• _RECORDED DATA_
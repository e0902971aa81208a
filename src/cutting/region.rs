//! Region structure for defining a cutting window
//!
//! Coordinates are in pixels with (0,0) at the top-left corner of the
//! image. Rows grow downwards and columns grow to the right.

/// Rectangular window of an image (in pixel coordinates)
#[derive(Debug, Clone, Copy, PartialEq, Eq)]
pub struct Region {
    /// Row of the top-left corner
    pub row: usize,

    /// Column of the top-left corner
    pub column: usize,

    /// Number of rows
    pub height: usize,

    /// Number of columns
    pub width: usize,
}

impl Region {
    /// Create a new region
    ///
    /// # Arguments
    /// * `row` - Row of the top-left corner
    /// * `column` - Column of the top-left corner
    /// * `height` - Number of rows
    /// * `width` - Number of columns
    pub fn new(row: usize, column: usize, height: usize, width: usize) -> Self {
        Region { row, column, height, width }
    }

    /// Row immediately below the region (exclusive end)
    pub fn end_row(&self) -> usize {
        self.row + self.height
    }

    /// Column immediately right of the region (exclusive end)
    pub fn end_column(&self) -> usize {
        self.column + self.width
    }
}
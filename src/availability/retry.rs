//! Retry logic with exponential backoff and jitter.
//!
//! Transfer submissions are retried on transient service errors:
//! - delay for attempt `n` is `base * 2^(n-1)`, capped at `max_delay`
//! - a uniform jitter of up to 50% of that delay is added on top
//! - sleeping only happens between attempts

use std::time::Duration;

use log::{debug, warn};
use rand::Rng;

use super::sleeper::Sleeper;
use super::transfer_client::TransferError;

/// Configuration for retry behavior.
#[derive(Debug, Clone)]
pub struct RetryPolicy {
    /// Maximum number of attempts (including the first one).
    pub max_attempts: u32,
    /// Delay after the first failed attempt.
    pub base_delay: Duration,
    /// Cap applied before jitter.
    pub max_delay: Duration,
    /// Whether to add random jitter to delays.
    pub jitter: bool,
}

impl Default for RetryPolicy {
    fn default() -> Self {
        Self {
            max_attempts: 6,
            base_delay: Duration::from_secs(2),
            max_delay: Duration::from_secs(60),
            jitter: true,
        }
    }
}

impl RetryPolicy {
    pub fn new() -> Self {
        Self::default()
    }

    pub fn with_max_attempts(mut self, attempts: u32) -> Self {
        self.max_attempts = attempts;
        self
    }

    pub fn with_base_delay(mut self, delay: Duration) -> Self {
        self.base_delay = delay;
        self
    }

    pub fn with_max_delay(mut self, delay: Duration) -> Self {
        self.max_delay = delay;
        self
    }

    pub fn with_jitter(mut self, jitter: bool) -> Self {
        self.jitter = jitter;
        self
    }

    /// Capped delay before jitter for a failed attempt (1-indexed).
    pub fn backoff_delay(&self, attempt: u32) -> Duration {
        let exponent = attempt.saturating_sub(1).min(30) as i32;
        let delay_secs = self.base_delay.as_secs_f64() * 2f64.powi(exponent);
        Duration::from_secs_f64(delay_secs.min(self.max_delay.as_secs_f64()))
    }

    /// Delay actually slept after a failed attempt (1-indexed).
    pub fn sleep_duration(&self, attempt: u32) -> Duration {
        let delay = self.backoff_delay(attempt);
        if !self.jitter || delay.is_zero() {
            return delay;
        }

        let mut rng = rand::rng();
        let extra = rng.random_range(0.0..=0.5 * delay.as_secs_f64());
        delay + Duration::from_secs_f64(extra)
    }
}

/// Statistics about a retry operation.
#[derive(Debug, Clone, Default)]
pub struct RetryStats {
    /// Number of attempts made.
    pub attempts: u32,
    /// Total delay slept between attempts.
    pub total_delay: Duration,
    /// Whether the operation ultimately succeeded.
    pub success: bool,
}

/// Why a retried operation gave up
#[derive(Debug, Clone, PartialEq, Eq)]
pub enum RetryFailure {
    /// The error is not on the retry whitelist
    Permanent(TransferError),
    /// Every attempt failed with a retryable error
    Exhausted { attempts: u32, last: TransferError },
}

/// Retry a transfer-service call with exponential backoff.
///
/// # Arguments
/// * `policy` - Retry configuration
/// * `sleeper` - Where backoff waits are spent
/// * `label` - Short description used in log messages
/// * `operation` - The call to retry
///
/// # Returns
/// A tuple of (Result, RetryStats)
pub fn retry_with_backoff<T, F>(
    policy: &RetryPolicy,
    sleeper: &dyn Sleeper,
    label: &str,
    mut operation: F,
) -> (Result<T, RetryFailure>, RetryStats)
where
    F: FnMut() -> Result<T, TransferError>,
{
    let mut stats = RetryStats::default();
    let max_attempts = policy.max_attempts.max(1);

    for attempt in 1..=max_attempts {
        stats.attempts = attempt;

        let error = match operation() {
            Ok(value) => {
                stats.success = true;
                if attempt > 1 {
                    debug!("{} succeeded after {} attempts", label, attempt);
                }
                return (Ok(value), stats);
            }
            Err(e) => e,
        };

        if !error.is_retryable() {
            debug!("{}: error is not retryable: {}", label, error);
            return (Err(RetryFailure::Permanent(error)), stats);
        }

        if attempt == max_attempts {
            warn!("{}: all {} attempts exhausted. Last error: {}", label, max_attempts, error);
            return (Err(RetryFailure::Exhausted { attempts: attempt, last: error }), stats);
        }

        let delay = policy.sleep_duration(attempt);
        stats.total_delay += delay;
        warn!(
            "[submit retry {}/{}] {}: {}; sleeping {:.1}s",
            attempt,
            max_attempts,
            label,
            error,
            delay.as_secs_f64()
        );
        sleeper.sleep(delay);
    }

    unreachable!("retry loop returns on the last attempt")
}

• _DESCRIPTION OF THE TASK_
From the data above, output exactly the lines between the one containing "pub enum RetryFailure" and the one containing "waits are spent", counting both of them.

• _EXERCISE RESULT_
pub enum RetryFailure {
    /// The error is not on the retry whitelist
    Permanent(TransferError),
    /// Every attempt failed with a retryable error
    Exhausted { attempts: u32, last: TransferError },
}

/// Retry a transfer-service call with exponential backoff.
///
/// # Arguments
/// * `policy` - Retry configuration
/// * `sleeper` - Where backoff waits are spent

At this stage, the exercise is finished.